▶ _What to work on_:
Check every line of the records below for the string "applied", then report only how many lines have it.

BEGIN

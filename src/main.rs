use std::sync::Arc;

use anyhow::Context;

use portfolio_chat::config::ChatConfig;
use portfolio_chat::dialogue::Interpreter;
use portfolio_chat::host::{CliHost, spawn_stdin_reader};
use portfolio_chat::session::ChatSession;

#[tokio::main]
async fn main() -> anyhow::Result<()> {
    let config = ChatConfig::try_from_env().context("reading PORTFOLIO_CHAT_* configuration")?;

    // Logs go to a file when configured, so they do not interleave with the chat.
    let env_filter = || {
        tracing_subscriber::EnvFilter::try_from_default_env()
            .unwrap_or_else(|_| tracing_subscriber::EnvFilter::new("info"))
    };
    let _log_guard = match &config.log_dir {
        Some(dir) => {
            let appender = tracing_appender::rolling::daily(dir, "portfolio-chat.log");
            let (writer, guard) = tracing_appender::non_blocking(appender);
            tracing_subscriber::fmt()
                .with_env_filter(env_filter())
                .with_target(false)
                .with_ansi(false)
                .with_writer(writer)
                .init();
            Some(guard)
        }
        None => {
            tracing_subscriber::fmt()
                .with_env_filter(env_filter())
                .with_target(false)
                .with_writer(std::io::stderr)
                .init();
            None
        }
    };

    let graph = config.load_graph().context("loading step graph")?;

    eprintln!("💬 Portfolio Chat v{}", env!("CARGO_PKG_VERSION"));
    eprintln!(
        "   Script: {} ({} steps)",
        config
            .graph_path
            .as_ref()
            .map(|p| p.display().to_string())
            .unwrap_or_else(|| "built-in".to_string()),
        graph.len()
    );
    eprintln!(
        "   Delays: reveal {}ms, navigation {}ms",
        config.reveal_delay.as_millis(),
        config.navigation_delay.as_millis()
    );
    eprintln!("   Commands: /open /close /reset /whatsapp /quit\n");

    let interpreter = Interpreter::new(Arc::new(graph));
    let host = Arc::new(CliHost::new("DenisBot"));
    let session = ChatSession::new(interpreter, host, config.delays())
        .with_whatsapp(config.whatsapp.clone())
        .with_contact_bubble();

    session
        .run(spawn_stdin_reader())
        .await
        .context("chat session failed")?;

    Ok(())
}
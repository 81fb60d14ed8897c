//! Chat session. Drives one interpreter against a host in real time.
//!
//! The session turns input lines into interpreter operations, sleeps until
//! the interpreter's next deferred action falls due, and forwards rendered
//! updates and page effects to the host.

use std::sync::Arc;

use futures::{Stream, StreamExt};
use tokio::time::Instant;
use tracing::{debug, info};

use crate::contact::{BUBBLE_DELAY, BUBBLE_TEXT, ContactButton, WhatsAppLink};
use crate::dialogue::{
    Attachment, Delays, HostEffect, InputMode, Interpreter, StepId, Transition,
};
use crate::error::{DialogueError, HostError};
use crate::host::{DialogueHost, WidgetUpdate};

/// Slash commands understood in every input mode.
#[derive(Debug, Clone, Copy, PartialEq, Eq)]
pub enum Command {
    Open,
    Close,
    Reset,
    WhatsApp,
    Quit,
}

impl Command {
    /// Parse a slash command. Anything else is visitor input.
    pub fn parse(line: &str) -> Option<Self> {
        match line.trim().to_ascii_lowercase().as_str() {
            "/open" => Some(Self::Open),
            "/close" => Some(Self::Close),
            "/reset" | "/restart" => Some(Self::Reset),
            "/whatsapp" | "/contact" => Some(Self::WhatsApp),
            "/quit" | "/exit" => Some(Self::Quit),
            _ => None,
        }
    }
}

/// Whether the session keeps running after an input line.
#[derive(Debug, Clone, Copy, PartialEq, Eq)]
pub enum Flow {
    Continue,
    Quit,
}

/// What the host last saw, to skip redundant redraws.
#[derive(Debug, Clone, PartialEq)]
struct RenderedState {
    step: StepId,
    input_mode: InputMode,
    attachment: Option<Attachment>,
}

/// One visitor's chat widget, bound to a host.
pub struct ChatSession<H: DialogueHost> {
    interpreter: Interpreter,
    host: Arc<H>,
    delays: Delays,
    whatsapp: WhatsAppLink,
    started: Instant,
    rendered_len: usize,
    rendered: Option<RenderedState>,
    /// Contact bubble not yet shown.
    bubble_pending: bool,
}

impl<H: DialogueHost> ChatSession<H> {
    pub fn new(interpreter: Interpreter, host: Arc<H>, delays: Delays) -> Self {
        Self {
            interpreter,
            host,
            delays,
            whatsapp: WhatsAppLink::default(),
            started: Instant::now(),
            rendered_len: 0,
            rendered: None,
            bubble_pending: false,
        }
    }

    pub fn with_whatsapp(mut self, link: WhatsAppLink) -> Self {
        self.whatsapp = link;
        self
    }

    /// Announce the direct-contact link once, shortly after the session starts.
    pub fn with_contact_bubble(mut self) -> Self {
        self.bubble_pending = true;
        self
    }

    pub fn interpreter(&self) -> &Interpreter {
        &self.interpreter
    }

    /// Open the widget and process input until it ends or `/quit`.
    ///
    /// Returns the interpreter so callers can inspect the final transcript.
    pub async fn run<S>(mut self, mut input: S) -> Result<Interpreter, HostError>
    where
        S: Stream<Item = String> + Unpin,
    {
        info!(host = self.host.name(), "Chat session started");
        self.interpreter.open();
        self.sync().await?;

        loop {
            let due = self.interpreter.next_due().map(|due| self.started + due);
            let bubble = self.bubble_pending.then(|| self.started + BUBBLE_DELAY);
            let deadline = match (due, bubble) {
                (Some(a), Some(b)) => Some(a.min(b)),
                (a, b) => a.or(b),
            };
            tokio::select! {
                line = input.next() => {
                    let Some(line) = line else {
                        debug!("Input ended");
                        break;
                    };
                    // Delays count from when the input arrived.
                    self.sync().await?;
                    if self.handle_line(&line).await? == Flow::Quit {
                        break;
                    }
                }
                _ = wait_until(deadline) => {}
            }
            self.sync().await?;
        }

        // Unmount: anything still pending is discarded with the timeline.
        self.interpreter.close();
        info!(
            messages = self.interpreter.transcript().len(),
            "Chat session ended"
        );
        Ok(self.interpreter)
    }

    /// Apply one line of input.
    pub async fn handle_line(&mut self, line: &str) -> Result<Flow, HostError> {
        if let Some(command) = Command::parse(line) {
            return self.handle_command(command).await;
        }

        let result = match self.interpreter.input_mode() {
            InputMode::Choices => self.select(line.trim()),
            InputMode::FreeText => self.interpreter.submit_free_text(line, self.delays),
            mode => Err(if self.interpreter.is_open() {
                DialogueError::InputUnavailable { mode }
            } else {
                DialogueError::Closed
            }),
        };
        match result {
            Ok(transition) => debug!(?transition, "Visitor input applied"),
            Err(e) => debug!(error = %e, "Visitor input ignored"),
        }

        let effects = self.interpreter.take_effects();
        self.apply_effects(effects).await?;
        Ok(Flow::Continue)
    }

    async fn handle_command(&mut self, command: Command) -> Result<Flow, HostError> {
        debug!(?command, "Session command");
        match command {
            Command::Open => {
                self.interpreter.open();
            }
            Command::Close => {
                self.interpreter.close();
                self.host.apply(&HostEffect::Close).await?;
            }
            Command::Reset => {
                self.interpreter.reset();
                self.rendered_len = 0;
                self.rendered = None;
            }
            Command::WhatsApp => {
                let effect = HostEffect::OpenUrl {
                    url: self.whatsapp.url(),
                };
                self.host.apply(&effect).await?;
            }
            Command::Quit => return Ok(Flow::Quit),
        }
        Ok(Flow::Continue)
    }

    /// Pick a choice by 1-based number or by label.
    fn select(&mut self, input: &str) -> Result<Transition, DialogueError> {
        if let Ok(n) = input.parse::<usize>() {
            if n >= 1 {
                return self.interpreter.select_choice_at(n - 1, self.delays);
            }
        }
        let index = self
            .interpreter
            .choices()
            .iter()
            .position(|c| c.label.eq_ignore_ascii_case(input))
            .ok_or_else(|| DialogueError::UnknownLabel {
                label: input.to_string(),
            })?;
        self.interpreter.select_choice_at(index, self.delays)
    }

    /// Fire due deferred work and bring the host up to date.
    async fn sync(&mut self) -> Result<(), HostError> {
        let elapsed = self.started.elapsed();
        let effects = self.interpreter.advance_to(elapsed);
        self.apply_effects(effects).await?;
        if self.bubble_pending && ContactButton::bubble_visible(elapsed) {
            self.bubble_pending = false;
            let bubble = HostEffect::Notify {
                text: BUBBLE_TEXT.to_string(),
            };
            self.host.apply(&bubble).await?;
        }
        self.flush().await
    }

    async fn apply_effects(&mut self, effects: Vec<HostEffect>) -> Result<(), HostError> {
        for effect in effects {
            info!(%effect, "Host effect");
            if effect == HostEffect::Close {
                self.interpreter.close();
            }
            self.host.apply(&effect).await?;
        }
        Ok(())
    }

    /// Render if anything visible changed since the last render.
    async fn flush(&mut self) -> Result<(), HostError> {
        if !self.interpreter.is_open() {
            return Ok(());
        }
        let state = RenderedState {
            step: self.interpreter.current_step().clone(),
            input_mode: self.interpreter.input_mode(),
            attachment: self.interpreter.attachment().cloned(),
        };
        let has_new = self.interpreter.transcript().len() > self.rendered_len;
        if !has_new && self.rendered.as_ref() == Some(&state) {
            return Ok(());
        }

        let update = WidgetUpdate::capture(&self.interpreter, self.rendered_len);
        self.host.render(&update).await?;
        self.rendered_len = self.interpreter.transcript().len();
        self.rendered = Some(state);
        Ok(())
    }
}

async fn wait_until(deadline: Option<Instant>) {
    match deadline {
        Some(at) => tokio::time::sleep_until(at).await,
        None => std::future::pending::<()>().await,
    }
}
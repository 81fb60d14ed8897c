//! Error types for the portfolio chat assistant.

use crate::dialogue::model::{InputMode, StepId};

/// Errors from loading configuration and content at startup.
#[derive(Debug, thiserror::Error)]
pub enum Error {
    #[error("Configuration error: {0}")]
    Config(#[from] ConfigError),

    #[error("Graph error: {0}")]
    Graph(#[from] GraphError),
}

/// Configuration-related errors.
#[derive(Debug, thiserror::Error)]
pub enum ConfigError {
    #[error("Invalid configuration value for {key}: {message}")]
    InvalidValue { key: String, message: String },
}

/// Errors raised while loading or validating a step graph.
#[derive(Debug, thiserror::Error)]
pub enum GraphError {
    #[error("Failed to parse step graph: {0}")]
    Parse(#[from] serde_json::Error),

    #[error("Failed to read step graph {path}: {source}")]
    Read {
        path: String,
        #[source]
        source: std::io::Error,
    },

    #[error("Step graph has {} integrity issue(s): {}", .0.len(), .0.join("; "))]
    Invalid(Vec<String>),
}

/// Reasons an interpreter operation was a no-op.
///
/// Every variant leaves the interpreter state untouched. None of these are
/// surfaced to the visitor.
#[derive(Debug, Clone, PartialEq, Eq, thiserror::Error)]
pub enum DialogueError {
    #[error("Step {0} is not in the graph")]
    MissingStep(StepId),

    #[error("Step {target} is not offered from {current}")]
    NotOffered { current: StepId, target: StepId },

    #[error("No choice at position {}", .index + 1)]
    NoSuchChoice { index: usize },

    #[error("No choice labelled {label:?}")]
    UnknownLabel { label: String },

    #[error("Input not accepted while input mode is {mode}")]
    InputUnavailable { mode: InputMode },

    #[error("Empty input ignored on step {0}")]
    EmptyInput(StepId),

    #[error("Widget is closed")]
    Closed,
}

/// Errors from the host shell that renders the widget.
#[derive(Debug, thiserror::Error)]
pub enum HostError {
    #[error("Failed to write to host output: {0}")]
    Io(#[from] std::io::Error),
}

/// Result type alias for the crate.
pub type Result<T> = std::result::Result<T, Error>;
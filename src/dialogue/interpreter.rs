//! Dialogue interpreter. Walks the step graph for one widget instance.
//!
//! The interpreter owns the transcript and the current input affordance.
//! Visitor actions are applied immediately; the target step's messages are
//! deferred on the [`Timeline`] and land when the driver advances it.

use std::sync::Arc;
use std::time::Duration;

use tracing::{debug, info, warn};
use uuid::Uuid;

use super::graph::StepGraph;
use super::model::{
    Attachment, Choice, DeliveryStatus, FreeTextHandler, InputMode, Message, StepId,
};
use super::navigation::HostEffect;
use super::timeline::{Clock, DeferredAction, Delays, SystemClock, Timeline};
use super::transcript::Transcript;
use crate::error::DialogueError;

/// Placeholder in scripted text replaced by the visitor's name.
const NAME_PLACEHOLDER: &str = "{name}";
/// Used for the placeholder before the visitor has introduced themselves.
const ANONYMOUS_NAME: &str = "friend";

/// Outcome of a visitor action that was not a no-op.
#[derive(Debug, Clone, PartialEq, Eq)]
pub enum Transition {
    /// Moved to `target`; its messages arrive after the reveal delay.
    Advanced { target: StepId },
    /// Free text was echoed but not accepted; the same step asks again.
    Reprompt,
    /// Resolving the transition faulted; the echoed message is marked failed.
    Failed { message_id: Uuid },
}

/// Finite-state dialogue interpreter.
pub struct Interpreter {
    graph: Arc<StepGraph>,
    clock: Arc<dyn Clock>,
    current: StepId,
    transcript: Transcript,
    input_mode: InputMode,
    attachment: Option<Attachment>,
    visitor_name: Option<String>,
    timeline: Timeline,
    is_open: bool,
    /// Reveals cancelled by `close`, replayed on the next `open`.
    interrupted: Vec<StepId>,
    last_delays: Delays,
    outbox: Vec<HostEffect>,
}

impl Interpreter {
    pub fn new(graph: Arc<StepGraph>) -> Self {
        Self::with_clock(graph, Arc::new(SystemClock))
    }

    pub fn with_clock(graph: Arc<StepGraph>, clock: Arc<dyn Clock>) -> Self {
        let current = graph.entry().clone();
        Self {
            graph,
            clock,
            current,
            transcript: Transcript::new(),
            input_mode: InputMode::None,
            attachment: None,
            visitor_name: None,
            timeline: Timeline::new(),
            is_open: false,
            interrupted: Vec::new(),
            last_delays: Delays::default(),
            outbox: Vec::new(),
        }
    }

    /// Open the widget.
    ///
    /// The entry step is loaded only when the transcript is empty, so
    /// reopening a populated widget never repeats the greeting. Returns true
    /// if the entry step was loaded.
    pub fn open(&mut self) -> bool {
        self.is_open = true;

        if !self.transcript.is_empty() {
            let reveal = self.last_delays.reveal;
            for step in std::mem::take(&mut self.interrupted) {
                debug!(step = %step, "Resuming interrupted reveal");
                self.timeline.schedule(reveal, DeferredAction::Reveal(step));
            }
            return false;
        }

        self.current = self.graph.entry().clone();
        match self.graph.get(&self.current) {
            Some(step) => {
                self.attachment = step.attachment.clone();
                info!(step = %self.current, "Dialogue opened");
            }
            None => warn!(step = %self.current, "Entry step missing from graph"),
        }
        self.reveal(&self.current.clone());
        true
    }

    /// Close the widget. Pending deferred work is cancelled; an interrupted
    /// reveal is replayed on the next `open`.
    pub fn close(&mut self) {
        if !self.is_open {
            return;
        }
        self.is_open = false;
        for action in self.timeline.cancel_all() {
            match action {
                DeferredAction::Reveal(step) => self.interrupted.push(step),
                DeferredAction::Navigate(shortcut) => {
                    debug!(?shortcut, "Dropping navigation cancelled by close");
                }
            }
        }
        debug!(step = %self.current, "Dialogue closed");
    }

    /// Throw away the conversation and start again from the entry step.
    pub fn reset(&mut self) {
        self.timeline.cancel_all();
        self.interrupted.clear();
        self.outbox.clear();
        self.transcript.clear();
        self.attachment = None;
        self.visitor_name = None;
        self.input_mode = InputMode::None;
        self.current = self.graph.entry().clone();
        info!("Dialogue reset");
        if self.is_open {
            self.open();
        }
    }

    /// Follow the choice leading to `target`.
    pub fn select_choice(
        &mut self,
        target: &StepId,
        delays: Delays,
    ) -> Result<Transition, DialogueError> {
        self.ensure_input(InputMode::Choices)?;
        let step = self
            .graph
            .get(&self.current)
            .ok_or_else(|| DialogueError::MissingStep(self.current.clone()))?;
        let choice = step
            .choice_for(target)
            .cloned()
            .ok_or_else(|| DialogueError::NotOffered {
                current: self.current.clone(),
                target: target.clone(),
            })?;
        self.follow(choice, delays)
    }

    /// Follow the choice at `index` (0-based) among the offered choices.
    pub fn select_choice_at(
        &mut self,
        index: usize,
        delays: Delays,
    ) -> Result<Transition, DialogueError> {
        self.ensure_input(InputMode::Choices)?;
        let choice = self
            .choices()
            .get(index)
            .cloned()
            .ok_or(DialogueError::NoSuchChoice { index })?;
        self.follow(choice, delays)
    }

    /// Echo the picked label and enter its target.
    fn follow(&mut self, choice: Choice, delays: Delays) -> Result<Transition, DialogueError> {
        if !self.graph.contains(&choice.target) {
            return Err(DialogueError::MissingStep(choice.target));
        }
        let now = self.clock.now();
        self.transcript
            .push(Message::visitor(choice.label, DeliveryStatus::Delivered, now));
        self.enter(choice.target.clone(), delays);
        Ok(Transition::Advanced {
            target: choice.target,
        })
    }

    /// Submit typed text on a free-text step.
    pub fn submit_free_text(
        &mut self,
        text: &str,
        delays: Delays,
    ) -> Result<Transition, DialogueError> {
        self.ensure_input(InputMode::FreeText)?;
        let step = self
            .graph
            .get(&self.current)
            .ok_or_else(|| DialogueError::MissingStep(self.current.clone()))?;
        let handler = step.on_free_text.clone();

        let blank = text.trim().is_empty();
        if blank && !handler.as_ref().is_some_and(FreeTextHandler::accepts_blank) {
            return Err(DialogueError::EmptyInput(self.current.clone()));
        }

        let now = self.clock.now();
        let message_id = self
            .transcript
            .push(Message::visitor(text, DeliveryStatus::Sending, now));

        let Some(handler) = handler else {
            warn!(step = %self.current, "Free-text step has no handler");
            self.transcript.set_status(message_id, DeliveryStatus::Failed);
            return Ok(Transition::Failed { message_id });
        };

        match handler.resolve(text) {
            None => {
                self.transcript
                    .set_status(message_id, DeliveryStatus::Delivered);
                debug!(step = %self.current, "Free text not accepted, re-prompting");
                Ok(Transition::Reprompt)
            }
            Some(target) if !self.graph.contains(&target) => {
                warn!(
                    step = %self.current,
                    target = %target,
                    "Free-text handler resolved to a missing step"
                );
                self.transcript.set_status(message_id, DeliveryStatus::Failed);
                Ok(Transition::Failed { message_id })
            }
            Some(target) => {
                self.transcript
                    .set_status(message_id, DeliveryStatus::Delivered);
                if matches!(handler, FreeTextHandler::CaptureName { .. }) {
                    let name = text.trim().to_string();
                    self.outbox.push(HostEffect::Notify {
                        text: format!("Welcome, {name}!"),
                    });
                    self.visitor_name = Some(name);
                }
                self.enter(target.clone(), delays);
                Ok(Transition::Advanced { target })
            }
        }
    }

    /// Advance the timeline to `elapsed` (time since the interpreter was
    /// created) and apply deferred work. Returns host effects produced since
    /// the last call.
    pub fn advance_to(&mut self, elapsed: Duration) -> Vec<HostEffect> {
        for action in self.timeline.advance_to(elapsed) {
            match action {
                DeferredAction::Reveal(step) => self.reveal(&step),
                DeferredAction::Navigate(shortcut) => {
                    info!(step = %self.current, ?shortcut, "Navigation shortcut fired");
                    self.outbox.extend(shortcut.effects());
                }
            }
        }
        self.take_effects()
    }

    /// Advance the timeline by `delta`.
    pub fn advance_by(&mut self, delta: Duration) -> Vec<HostEffect> {
        let at = self.timeline.now() + delta;
        self.advance_to(at)
    }

    /// Host effects queued by visitor actions that have not been collected.
    pub fn take_effects(&mut self) -> Vec<HostEffect> {
        std::mem::take(&mut self.outbox)
    }

    /// When the next deferred action falls due, on the interpreter timeline.
    pub fn next_due(&self) -> Option<Duration> {
        self.timeline.next_due()
    }

    pub fn current_step(&self) -> &StepId {
        &self.current
    }

    pub fn transcript(&self) -> &Transcript {
        &self.transcript
    }

    pub fn input_mode(&self) -> InputMode {
        self.input_mode
    }

    /// Choices currently offered. Empty unless the input mode is `Choices`.
    pub fn choices(&self) -> &[Choice] {
        if self.input_mode != InputMode::Choices {
            return &[];
        }
        self.graph
            .get(&self.current)
            .map(|s| s.choices.as_slice())
            .unwrap_or(&[])
    }

    pub fn attachment(&self) -> Option<&Attachment> {
        self.attachment.as_ref()
    }

    pub fn visitor_name(&self) -> Option<&str> {
        self.visitor_name.as_deref()
    }

    pub fn is_open(&self) -> bool {
        self.is_open
    }

    /// Whether a transition is waiting for its reveal.
    pub fn is_busy(&self) -> bool {
        !self.timeline.is_idle()
    }

    fn ensure_input(&self, expected: InputMode) -> Result<(), DialogueError> {
        if !self.is_open {
            return Err(DialogueError::Closed);
        }
        if self.input_mode != expected {
            return Err(DialogueError::InputUnavailable {
                mode: self.input_mode,
            });
        }
        Ok(())
    }

    /// Move to `target` and schedule its reveal. Affordances stay hidden
    /// until the reveal lands.
    fn enter(&mut self, target: StepId, delays: Delays) {
        info!(from = %self.current, to = %target, "Dialogue transition");
        self.current = target;
        self.input_mode = InputMode::None;
        self.last_delays = delays;

        let step = self.graph.get(&self.current);
        self.attachment = step.and_then(|s| s.attachment.clone());
        let navigate = step.and_then(|s| s.navigate.clone());

        self.timeline
            .schedule(delays.reveal, DeferredAction::Reveal(self.current.clone()));
        if let Some(shortcut) = navigate {
            self.timeline
                .schedule(delays.navigation, DeferredAction::Navigate(shortcut));
        }
    }

    /// Append a step's scripted messages and recompute the input mode.
    fn reveal(&mut self, id: &StepId) {
        let Some(step) = self.graph.get(id) else {
            self.input_mode = InputMode::None;
            return;
        };
        let name = self.visitor_name.as_deref().unwrap_or(ANONYMOUS_NAME);
        let now = self.clock.now();
        for text in &step.messages {
            let text = text.replace(NAME_PLACEHOLDER, name);
            self.transcript.push(Message::subject(text, now));
        }
        self.input_mode = step.input_mode();
        debug!(step = %id, mode = %self.input_mode, "Step revealed");
    }
}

END

▶ _Answer to the exercise_:
2